Task description:
Look through the records below and state how many lines carry the string "ConnectOptions", adding nothing.

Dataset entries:
◇ ◇ ◇ ◇

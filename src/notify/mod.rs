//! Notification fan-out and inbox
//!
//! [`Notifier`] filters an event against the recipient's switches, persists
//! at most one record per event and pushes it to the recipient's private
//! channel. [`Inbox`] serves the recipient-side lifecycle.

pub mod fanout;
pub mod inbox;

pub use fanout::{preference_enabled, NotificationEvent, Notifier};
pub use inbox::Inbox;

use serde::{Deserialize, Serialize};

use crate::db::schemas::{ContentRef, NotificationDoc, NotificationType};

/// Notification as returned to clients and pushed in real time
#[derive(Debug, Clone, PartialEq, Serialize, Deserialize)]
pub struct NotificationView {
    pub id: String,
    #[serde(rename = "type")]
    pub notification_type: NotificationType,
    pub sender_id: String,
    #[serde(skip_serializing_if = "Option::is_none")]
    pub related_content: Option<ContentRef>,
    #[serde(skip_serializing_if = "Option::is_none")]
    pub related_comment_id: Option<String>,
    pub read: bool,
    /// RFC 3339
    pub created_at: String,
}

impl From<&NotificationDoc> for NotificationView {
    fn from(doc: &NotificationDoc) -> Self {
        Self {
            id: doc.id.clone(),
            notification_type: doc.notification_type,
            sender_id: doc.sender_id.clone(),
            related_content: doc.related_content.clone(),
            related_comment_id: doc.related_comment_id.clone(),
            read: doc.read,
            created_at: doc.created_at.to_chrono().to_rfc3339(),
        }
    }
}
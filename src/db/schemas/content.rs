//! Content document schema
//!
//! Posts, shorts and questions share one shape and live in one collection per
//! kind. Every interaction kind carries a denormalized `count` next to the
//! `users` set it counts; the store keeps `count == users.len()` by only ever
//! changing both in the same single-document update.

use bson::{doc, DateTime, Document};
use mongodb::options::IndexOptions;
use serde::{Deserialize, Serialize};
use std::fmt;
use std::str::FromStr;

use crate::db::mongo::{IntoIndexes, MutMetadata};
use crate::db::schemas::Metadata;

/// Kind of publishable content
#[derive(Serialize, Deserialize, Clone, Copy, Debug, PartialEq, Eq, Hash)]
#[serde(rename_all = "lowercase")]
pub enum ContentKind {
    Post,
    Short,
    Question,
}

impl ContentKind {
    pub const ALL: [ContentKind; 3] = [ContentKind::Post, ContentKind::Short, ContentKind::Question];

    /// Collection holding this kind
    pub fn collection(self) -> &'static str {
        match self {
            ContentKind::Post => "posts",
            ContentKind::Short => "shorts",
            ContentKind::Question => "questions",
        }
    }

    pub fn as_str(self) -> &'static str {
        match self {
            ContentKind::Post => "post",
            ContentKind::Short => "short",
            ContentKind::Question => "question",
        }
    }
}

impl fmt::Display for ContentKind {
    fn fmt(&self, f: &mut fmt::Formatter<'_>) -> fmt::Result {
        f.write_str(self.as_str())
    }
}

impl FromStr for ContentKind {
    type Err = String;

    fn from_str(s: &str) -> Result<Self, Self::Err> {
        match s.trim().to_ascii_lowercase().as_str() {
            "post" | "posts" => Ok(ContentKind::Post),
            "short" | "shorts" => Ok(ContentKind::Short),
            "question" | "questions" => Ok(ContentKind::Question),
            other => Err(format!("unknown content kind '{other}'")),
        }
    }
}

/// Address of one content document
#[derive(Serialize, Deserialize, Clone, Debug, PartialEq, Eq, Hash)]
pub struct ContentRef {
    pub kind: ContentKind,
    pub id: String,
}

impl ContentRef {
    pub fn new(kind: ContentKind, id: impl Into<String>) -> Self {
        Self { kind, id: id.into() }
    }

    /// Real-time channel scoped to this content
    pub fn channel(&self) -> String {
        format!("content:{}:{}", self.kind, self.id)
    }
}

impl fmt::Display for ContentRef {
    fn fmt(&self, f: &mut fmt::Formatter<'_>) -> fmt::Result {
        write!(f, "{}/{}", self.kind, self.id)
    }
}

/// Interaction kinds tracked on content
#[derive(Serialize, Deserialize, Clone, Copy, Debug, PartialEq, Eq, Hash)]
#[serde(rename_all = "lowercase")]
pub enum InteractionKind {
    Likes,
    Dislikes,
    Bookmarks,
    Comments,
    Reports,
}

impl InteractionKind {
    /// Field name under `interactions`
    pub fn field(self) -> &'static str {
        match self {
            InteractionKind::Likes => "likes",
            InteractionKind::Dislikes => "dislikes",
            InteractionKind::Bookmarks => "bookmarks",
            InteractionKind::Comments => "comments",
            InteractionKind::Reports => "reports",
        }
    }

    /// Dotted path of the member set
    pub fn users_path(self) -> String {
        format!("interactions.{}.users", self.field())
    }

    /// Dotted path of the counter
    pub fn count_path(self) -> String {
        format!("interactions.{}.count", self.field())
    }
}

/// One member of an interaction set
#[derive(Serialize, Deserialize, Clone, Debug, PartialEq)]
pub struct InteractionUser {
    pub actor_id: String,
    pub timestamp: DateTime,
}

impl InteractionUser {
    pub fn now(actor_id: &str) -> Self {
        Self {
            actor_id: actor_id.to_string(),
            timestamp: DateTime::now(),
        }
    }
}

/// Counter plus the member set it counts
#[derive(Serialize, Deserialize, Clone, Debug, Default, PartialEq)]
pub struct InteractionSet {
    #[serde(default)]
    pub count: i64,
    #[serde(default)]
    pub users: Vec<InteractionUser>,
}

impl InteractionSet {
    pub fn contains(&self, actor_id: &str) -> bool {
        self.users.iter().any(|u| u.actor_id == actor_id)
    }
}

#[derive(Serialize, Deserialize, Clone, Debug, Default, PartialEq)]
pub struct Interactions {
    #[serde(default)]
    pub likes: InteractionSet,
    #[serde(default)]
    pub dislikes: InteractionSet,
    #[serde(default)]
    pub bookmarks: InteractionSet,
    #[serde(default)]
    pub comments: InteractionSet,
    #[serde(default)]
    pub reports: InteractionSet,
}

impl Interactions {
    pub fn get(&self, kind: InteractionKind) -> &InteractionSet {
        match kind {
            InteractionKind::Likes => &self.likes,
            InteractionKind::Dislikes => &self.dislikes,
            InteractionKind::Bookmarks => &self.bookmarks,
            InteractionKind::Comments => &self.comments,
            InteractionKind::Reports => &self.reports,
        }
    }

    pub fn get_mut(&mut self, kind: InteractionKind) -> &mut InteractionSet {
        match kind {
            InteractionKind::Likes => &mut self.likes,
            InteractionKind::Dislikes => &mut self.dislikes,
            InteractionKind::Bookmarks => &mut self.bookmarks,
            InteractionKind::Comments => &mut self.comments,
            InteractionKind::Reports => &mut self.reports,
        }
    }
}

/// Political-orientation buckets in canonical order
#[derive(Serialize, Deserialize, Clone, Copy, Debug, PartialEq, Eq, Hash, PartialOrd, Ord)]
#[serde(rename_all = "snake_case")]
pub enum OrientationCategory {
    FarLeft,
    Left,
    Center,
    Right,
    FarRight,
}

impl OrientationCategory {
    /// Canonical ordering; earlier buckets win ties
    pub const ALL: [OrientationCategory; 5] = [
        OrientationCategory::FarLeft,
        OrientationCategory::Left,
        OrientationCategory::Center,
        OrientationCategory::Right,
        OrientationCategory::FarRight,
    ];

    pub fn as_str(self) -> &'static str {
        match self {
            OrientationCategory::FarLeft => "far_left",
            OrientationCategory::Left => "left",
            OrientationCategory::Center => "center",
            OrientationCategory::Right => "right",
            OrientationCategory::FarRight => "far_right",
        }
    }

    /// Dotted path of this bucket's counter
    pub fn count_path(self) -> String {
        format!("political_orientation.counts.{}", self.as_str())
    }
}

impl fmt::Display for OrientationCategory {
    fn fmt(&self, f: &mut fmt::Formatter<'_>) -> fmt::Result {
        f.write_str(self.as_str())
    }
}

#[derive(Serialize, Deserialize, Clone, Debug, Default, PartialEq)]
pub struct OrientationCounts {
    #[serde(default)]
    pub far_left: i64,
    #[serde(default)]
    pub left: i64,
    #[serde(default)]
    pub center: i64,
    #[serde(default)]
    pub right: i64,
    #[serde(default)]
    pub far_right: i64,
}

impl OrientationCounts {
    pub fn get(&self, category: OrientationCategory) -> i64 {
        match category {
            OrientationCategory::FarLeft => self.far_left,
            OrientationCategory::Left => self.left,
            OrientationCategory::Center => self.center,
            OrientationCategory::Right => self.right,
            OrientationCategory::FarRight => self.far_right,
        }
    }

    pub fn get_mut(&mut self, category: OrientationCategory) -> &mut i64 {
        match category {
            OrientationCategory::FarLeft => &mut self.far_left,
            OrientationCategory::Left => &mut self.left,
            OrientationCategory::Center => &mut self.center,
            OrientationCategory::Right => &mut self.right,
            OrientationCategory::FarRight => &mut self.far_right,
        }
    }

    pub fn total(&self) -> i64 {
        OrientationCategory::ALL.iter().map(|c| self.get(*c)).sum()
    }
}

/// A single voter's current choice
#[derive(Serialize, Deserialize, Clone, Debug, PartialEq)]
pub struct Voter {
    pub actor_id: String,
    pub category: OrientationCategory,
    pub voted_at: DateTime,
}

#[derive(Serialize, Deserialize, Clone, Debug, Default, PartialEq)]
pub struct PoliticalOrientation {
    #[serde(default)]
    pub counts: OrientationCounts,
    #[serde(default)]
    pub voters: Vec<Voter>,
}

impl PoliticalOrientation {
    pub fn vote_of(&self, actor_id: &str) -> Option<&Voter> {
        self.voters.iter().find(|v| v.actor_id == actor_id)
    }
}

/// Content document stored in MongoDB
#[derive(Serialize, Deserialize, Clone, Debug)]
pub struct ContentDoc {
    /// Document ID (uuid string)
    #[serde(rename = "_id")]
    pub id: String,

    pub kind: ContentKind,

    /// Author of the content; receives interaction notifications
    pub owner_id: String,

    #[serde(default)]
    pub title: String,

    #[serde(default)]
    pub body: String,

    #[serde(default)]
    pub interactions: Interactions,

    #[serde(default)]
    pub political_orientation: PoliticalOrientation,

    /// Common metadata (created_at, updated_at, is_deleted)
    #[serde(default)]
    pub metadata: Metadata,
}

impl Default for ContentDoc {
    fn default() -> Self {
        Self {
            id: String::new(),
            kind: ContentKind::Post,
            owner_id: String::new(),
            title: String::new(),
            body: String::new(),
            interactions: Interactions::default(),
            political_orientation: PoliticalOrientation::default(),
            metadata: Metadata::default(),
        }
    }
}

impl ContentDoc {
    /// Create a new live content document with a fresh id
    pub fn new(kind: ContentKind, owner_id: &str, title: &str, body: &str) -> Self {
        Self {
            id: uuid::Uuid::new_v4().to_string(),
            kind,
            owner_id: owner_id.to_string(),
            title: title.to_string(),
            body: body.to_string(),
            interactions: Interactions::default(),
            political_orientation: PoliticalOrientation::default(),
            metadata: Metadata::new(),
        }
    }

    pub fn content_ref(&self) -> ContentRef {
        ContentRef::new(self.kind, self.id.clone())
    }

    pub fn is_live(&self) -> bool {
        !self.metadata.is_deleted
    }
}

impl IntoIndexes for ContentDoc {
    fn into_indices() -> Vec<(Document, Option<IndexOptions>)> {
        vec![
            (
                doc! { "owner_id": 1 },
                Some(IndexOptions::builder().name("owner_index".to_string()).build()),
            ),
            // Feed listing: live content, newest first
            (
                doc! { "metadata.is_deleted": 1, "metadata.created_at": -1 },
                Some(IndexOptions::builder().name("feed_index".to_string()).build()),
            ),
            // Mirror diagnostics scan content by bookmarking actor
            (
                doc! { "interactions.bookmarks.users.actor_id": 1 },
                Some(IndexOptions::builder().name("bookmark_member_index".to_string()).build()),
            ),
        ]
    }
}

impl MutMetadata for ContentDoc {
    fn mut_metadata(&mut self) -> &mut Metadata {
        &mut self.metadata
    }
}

◇ ◇ ◇ ◇

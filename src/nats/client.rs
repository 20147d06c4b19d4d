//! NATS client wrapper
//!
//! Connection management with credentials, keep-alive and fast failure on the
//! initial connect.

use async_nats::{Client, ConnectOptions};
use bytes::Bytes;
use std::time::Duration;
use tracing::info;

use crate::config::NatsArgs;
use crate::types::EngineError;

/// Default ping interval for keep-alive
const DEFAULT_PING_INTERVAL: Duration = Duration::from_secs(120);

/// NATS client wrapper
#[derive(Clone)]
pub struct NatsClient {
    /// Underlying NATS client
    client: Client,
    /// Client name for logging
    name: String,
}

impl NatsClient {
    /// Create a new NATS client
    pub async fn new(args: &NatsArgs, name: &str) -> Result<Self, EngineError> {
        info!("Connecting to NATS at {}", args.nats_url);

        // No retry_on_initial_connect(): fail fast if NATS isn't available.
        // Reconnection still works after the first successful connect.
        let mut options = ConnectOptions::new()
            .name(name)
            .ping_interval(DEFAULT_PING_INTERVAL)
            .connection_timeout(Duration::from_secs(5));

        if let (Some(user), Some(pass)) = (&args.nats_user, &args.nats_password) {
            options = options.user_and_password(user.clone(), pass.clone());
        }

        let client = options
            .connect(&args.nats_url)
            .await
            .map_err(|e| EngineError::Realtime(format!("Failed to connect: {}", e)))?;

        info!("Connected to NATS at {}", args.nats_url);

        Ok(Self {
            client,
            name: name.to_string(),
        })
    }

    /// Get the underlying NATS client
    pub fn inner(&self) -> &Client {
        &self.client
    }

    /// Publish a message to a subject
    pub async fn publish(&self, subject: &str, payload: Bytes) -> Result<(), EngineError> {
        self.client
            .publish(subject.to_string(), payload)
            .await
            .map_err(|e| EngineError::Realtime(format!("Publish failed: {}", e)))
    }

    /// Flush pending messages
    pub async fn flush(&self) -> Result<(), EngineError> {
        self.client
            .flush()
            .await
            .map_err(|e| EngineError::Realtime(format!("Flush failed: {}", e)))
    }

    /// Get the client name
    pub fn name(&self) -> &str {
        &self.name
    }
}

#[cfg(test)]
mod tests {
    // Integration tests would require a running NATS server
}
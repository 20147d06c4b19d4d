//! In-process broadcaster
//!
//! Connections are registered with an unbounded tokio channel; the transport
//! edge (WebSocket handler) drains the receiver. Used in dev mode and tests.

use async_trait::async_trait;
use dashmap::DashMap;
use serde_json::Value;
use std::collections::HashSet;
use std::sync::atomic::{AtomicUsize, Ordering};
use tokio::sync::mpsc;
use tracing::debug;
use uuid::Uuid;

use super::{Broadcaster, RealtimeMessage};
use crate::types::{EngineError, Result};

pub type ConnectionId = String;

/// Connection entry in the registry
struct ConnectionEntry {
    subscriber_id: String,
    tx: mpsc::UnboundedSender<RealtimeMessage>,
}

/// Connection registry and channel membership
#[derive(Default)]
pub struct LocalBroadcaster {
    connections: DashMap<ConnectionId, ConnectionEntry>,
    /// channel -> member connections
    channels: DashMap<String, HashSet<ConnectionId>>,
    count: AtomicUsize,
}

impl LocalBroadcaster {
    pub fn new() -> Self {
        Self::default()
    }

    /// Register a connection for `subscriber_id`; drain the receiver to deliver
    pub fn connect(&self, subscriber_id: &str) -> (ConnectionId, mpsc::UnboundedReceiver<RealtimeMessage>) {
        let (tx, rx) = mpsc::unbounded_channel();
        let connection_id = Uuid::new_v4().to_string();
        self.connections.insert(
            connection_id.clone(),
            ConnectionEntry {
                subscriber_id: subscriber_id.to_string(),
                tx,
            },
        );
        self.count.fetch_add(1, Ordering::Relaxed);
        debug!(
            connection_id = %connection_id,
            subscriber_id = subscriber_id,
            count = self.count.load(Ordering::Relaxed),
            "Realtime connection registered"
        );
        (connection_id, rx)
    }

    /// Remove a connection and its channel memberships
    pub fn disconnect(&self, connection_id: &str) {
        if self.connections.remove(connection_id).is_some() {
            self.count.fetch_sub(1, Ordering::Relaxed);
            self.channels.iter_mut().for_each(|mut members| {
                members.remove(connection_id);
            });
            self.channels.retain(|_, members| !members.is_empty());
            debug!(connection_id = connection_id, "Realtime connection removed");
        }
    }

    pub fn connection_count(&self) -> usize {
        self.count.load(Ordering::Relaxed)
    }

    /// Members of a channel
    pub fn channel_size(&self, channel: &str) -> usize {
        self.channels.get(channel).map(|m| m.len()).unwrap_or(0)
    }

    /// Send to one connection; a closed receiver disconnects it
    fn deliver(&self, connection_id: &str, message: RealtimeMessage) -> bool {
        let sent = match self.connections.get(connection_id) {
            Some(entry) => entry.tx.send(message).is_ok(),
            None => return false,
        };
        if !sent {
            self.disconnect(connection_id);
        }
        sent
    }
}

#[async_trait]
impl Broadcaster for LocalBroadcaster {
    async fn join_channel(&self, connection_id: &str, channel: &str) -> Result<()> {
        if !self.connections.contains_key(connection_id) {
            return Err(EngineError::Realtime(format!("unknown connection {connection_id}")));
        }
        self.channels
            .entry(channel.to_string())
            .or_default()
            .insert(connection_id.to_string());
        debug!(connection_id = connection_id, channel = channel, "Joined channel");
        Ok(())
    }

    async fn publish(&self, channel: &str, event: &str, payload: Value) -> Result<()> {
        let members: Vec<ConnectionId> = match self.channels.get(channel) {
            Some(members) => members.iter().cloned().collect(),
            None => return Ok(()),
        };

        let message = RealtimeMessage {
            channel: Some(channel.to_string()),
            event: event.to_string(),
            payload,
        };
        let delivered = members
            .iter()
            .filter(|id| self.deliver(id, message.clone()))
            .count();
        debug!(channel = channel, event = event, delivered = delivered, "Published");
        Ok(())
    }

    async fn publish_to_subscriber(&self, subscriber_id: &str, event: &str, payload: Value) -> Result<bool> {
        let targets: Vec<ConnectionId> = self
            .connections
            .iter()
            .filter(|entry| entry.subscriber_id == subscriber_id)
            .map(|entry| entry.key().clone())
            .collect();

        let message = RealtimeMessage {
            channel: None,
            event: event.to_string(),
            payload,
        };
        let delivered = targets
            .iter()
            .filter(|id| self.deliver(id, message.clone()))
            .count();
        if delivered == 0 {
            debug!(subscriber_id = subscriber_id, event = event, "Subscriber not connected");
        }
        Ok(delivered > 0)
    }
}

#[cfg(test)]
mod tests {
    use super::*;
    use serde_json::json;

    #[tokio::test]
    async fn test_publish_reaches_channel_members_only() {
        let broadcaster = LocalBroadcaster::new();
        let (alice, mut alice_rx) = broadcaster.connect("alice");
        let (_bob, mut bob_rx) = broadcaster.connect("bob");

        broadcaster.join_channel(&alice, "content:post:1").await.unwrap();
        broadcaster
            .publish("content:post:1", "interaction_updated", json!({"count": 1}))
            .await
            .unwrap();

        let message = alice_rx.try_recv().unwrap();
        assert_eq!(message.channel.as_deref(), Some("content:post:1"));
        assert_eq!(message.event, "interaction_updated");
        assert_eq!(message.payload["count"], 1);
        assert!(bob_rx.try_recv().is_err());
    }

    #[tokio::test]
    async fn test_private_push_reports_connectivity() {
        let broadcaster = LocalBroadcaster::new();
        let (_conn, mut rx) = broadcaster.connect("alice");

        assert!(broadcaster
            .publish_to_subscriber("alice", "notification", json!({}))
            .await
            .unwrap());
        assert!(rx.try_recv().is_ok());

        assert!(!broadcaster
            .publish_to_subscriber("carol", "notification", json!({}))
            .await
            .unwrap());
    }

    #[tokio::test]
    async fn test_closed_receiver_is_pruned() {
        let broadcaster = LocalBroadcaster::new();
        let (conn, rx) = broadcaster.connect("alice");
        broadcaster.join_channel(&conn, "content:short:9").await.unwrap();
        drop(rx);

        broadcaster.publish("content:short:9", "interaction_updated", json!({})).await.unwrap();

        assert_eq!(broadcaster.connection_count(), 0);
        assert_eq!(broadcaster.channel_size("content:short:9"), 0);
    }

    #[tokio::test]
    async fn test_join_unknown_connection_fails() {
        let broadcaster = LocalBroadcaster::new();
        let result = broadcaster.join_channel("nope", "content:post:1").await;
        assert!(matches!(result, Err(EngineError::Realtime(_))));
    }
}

◇ ◇ ◇ ◇

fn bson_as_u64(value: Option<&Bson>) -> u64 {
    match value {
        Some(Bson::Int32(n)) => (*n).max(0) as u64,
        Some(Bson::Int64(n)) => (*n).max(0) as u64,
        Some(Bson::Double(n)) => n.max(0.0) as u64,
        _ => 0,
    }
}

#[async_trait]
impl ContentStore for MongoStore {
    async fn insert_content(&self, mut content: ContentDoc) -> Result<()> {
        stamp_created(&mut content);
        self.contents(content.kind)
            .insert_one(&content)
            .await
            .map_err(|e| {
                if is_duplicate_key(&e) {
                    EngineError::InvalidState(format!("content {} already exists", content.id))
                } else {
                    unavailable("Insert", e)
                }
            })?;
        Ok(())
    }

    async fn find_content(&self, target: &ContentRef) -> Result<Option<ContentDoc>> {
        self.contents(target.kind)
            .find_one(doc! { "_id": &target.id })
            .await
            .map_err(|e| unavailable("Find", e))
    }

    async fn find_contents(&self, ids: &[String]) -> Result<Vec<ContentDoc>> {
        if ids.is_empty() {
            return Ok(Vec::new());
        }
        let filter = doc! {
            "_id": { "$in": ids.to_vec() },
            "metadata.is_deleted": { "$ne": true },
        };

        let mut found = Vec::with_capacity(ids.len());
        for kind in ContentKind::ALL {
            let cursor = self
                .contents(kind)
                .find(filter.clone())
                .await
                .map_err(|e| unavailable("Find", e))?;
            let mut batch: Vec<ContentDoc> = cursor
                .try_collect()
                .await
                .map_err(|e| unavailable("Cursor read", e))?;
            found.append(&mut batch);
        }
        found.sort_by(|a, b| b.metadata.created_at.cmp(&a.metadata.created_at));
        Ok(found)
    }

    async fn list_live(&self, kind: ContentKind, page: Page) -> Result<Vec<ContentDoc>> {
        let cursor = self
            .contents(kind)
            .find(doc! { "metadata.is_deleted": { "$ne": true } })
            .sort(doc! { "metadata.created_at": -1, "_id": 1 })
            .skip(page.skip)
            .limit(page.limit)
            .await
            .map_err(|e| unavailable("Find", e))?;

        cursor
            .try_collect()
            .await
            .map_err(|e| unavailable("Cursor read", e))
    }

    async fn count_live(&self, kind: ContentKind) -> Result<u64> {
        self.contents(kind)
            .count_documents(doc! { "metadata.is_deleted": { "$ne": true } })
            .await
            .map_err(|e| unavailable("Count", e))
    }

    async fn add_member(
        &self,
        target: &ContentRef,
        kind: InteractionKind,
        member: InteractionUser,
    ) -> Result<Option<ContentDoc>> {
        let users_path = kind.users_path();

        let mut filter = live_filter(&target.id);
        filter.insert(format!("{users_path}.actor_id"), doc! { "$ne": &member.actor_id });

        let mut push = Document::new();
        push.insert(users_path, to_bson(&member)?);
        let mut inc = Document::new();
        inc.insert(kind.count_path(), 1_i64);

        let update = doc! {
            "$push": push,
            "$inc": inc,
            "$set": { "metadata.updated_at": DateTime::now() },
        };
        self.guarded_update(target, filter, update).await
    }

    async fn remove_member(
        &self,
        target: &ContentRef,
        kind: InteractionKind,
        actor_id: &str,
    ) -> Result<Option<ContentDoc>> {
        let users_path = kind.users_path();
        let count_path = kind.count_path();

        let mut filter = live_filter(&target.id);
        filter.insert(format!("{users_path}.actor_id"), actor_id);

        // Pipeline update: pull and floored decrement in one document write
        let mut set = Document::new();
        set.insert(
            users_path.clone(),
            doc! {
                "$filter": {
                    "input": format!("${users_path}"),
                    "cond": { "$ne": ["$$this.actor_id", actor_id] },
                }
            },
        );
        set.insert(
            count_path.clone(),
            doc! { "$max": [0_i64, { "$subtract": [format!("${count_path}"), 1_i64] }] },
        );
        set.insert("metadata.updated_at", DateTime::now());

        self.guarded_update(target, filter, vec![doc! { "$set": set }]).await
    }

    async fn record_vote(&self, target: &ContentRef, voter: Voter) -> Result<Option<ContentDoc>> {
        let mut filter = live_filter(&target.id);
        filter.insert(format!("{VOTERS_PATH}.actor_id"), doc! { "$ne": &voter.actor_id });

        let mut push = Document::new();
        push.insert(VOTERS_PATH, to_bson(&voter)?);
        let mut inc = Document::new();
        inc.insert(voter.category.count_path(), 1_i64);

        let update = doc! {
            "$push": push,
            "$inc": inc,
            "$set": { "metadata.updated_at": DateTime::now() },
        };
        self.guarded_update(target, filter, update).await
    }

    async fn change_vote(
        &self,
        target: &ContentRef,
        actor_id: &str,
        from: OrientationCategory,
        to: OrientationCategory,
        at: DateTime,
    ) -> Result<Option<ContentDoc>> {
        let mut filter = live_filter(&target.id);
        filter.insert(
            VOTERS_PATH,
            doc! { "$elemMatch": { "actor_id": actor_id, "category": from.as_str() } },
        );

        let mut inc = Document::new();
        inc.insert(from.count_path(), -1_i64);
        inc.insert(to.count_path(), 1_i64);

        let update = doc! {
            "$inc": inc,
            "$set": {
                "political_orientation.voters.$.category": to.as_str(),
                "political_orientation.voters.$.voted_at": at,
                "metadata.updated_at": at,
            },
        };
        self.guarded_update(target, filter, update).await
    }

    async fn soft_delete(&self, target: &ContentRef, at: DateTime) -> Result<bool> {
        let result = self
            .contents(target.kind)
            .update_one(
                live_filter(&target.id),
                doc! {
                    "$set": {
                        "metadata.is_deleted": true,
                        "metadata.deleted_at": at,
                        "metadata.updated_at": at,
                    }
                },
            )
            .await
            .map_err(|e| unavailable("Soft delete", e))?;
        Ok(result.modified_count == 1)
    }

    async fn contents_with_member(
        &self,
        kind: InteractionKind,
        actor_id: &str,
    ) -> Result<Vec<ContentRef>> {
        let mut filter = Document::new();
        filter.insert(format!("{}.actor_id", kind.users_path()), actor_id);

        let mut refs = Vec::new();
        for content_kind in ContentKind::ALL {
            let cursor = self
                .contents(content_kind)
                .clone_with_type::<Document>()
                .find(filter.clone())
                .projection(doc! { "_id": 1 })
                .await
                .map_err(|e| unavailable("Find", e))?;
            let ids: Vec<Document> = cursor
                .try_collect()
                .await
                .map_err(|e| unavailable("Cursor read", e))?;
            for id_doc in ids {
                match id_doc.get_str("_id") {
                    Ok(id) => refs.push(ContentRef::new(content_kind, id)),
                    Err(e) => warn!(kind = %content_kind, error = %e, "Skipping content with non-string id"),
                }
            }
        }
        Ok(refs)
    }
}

◇ ◇ ◇ ◇

Output:
2